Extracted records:
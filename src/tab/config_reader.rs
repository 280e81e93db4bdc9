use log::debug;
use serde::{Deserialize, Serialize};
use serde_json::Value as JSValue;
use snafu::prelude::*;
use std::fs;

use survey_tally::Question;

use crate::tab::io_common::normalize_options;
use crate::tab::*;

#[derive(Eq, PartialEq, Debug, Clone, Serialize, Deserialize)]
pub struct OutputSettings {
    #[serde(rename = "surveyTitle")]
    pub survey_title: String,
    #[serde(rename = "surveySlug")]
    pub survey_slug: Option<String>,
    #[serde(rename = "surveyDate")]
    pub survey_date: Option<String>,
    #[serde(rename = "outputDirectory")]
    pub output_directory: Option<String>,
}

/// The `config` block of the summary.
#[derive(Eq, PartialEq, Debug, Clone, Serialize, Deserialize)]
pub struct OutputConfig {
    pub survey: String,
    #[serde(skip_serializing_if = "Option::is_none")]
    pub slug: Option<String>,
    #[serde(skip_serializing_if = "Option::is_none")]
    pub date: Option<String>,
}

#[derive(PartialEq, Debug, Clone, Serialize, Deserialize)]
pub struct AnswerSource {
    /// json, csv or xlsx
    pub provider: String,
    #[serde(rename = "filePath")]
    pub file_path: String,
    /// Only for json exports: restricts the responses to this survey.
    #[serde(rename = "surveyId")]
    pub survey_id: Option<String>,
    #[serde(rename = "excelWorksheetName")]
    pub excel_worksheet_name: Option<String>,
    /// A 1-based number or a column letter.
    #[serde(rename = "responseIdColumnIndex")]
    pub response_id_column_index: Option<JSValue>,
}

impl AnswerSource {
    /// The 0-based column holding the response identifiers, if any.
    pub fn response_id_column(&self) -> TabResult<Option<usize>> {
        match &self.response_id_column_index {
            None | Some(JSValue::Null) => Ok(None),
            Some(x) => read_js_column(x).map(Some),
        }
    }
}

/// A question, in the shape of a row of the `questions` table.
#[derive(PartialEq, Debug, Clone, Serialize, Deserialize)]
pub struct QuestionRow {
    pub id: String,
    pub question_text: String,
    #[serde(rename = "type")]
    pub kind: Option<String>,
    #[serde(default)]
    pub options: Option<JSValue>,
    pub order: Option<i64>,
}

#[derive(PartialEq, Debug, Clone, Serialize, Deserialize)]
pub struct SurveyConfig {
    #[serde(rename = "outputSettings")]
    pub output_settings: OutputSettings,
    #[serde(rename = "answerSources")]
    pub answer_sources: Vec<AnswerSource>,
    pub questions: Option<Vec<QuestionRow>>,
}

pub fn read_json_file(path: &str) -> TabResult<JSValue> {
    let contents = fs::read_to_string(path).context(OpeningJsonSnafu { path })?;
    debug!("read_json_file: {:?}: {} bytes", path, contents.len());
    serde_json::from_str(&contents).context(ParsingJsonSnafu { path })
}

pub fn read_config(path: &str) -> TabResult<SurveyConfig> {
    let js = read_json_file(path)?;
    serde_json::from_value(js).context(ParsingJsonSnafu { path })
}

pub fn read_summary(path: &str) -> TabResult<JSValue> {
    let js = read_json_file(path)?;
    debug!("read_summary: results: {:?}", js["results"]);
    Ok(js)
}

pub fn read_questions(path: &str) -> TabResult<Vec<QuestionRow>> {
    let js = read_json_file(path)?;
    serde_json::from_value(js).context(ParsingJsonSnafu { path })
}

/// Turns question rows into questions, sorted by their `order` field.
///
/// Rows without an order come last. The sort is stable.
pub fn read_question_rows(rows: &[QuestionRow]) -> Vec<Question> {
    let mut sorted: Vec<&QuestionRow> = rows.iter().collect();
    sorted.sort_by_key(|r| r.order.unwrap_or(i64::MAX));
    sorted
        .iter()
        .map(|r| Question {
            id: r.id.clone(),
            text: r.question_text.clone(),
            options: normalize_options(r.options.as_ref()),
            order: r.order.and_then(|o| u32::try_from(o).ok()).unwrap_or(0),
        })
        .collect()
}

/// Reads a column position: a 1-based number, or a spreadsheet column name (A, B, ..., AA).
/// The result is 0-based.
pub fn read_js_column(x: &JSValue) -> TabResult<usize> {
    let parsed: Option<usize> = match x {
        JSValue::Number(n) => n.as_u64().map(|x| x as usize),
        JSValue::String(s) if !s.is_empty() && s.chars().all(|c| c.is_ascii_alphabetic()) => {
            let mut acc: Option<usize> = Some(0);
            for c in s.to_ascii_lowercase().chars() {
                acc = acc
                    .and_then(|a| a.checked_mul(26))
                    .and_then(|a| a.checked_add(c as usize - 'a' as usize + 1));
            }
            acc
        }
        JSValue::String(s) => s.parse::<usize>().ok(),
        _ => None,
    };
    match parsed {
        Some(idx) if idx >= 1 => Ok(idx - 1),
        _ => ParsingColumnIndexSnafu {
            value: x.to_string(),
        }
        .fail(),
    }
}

--

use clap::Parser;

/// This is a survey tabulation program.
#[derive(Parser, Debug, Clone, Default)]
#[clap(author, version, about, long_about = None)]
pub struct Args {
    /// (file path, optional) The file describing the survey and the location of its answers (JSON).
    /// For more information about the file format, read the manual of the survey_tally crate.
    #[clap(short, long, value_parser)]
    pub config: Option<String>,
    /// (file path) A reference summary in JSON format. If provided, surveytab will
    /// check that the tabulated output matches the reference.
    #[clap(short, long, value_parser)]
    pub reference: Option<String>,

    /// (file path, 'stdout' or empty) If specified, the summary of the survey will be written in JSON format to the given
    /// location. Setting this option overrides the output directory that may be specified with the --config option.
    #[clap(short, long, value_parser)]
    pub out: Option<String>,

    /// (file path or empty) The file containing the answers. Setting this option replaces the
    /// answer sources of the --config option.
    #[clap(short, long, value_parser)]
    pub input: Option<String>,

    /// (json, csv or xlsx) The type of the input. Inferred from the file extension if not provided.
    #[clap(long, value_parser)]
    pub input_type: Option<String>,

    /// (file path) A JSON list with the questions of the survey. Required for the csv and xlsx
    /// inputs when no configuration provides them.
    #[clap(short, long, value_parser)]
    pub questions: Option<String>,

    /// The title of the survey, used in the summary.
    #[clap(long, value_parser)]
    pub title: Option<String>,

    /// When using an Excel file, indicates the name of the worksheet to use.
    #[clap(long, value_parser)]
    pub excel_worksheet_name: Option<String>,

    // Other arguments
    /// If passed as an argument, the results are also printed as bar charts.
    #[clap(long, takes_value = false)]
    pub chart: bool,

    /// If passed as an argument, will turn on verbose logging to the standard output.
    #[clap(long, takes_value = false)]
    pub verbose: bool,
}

# Exercise goal
Return every line from the records above that holds the word "QuestionRow".

# Answer
pub struct QuestionRow {
    pub questions: Option<Vec<QuestionRow>>,
pub fn read_questions(path: &str) -> TabResult<Vec<QuestionRow>> {
pub fn read_question_rows(rows: &[QuestionRow]) -> Vec<Question> {
    let mut sorted: Vec<&QuestionRow> = rows.iter().collect();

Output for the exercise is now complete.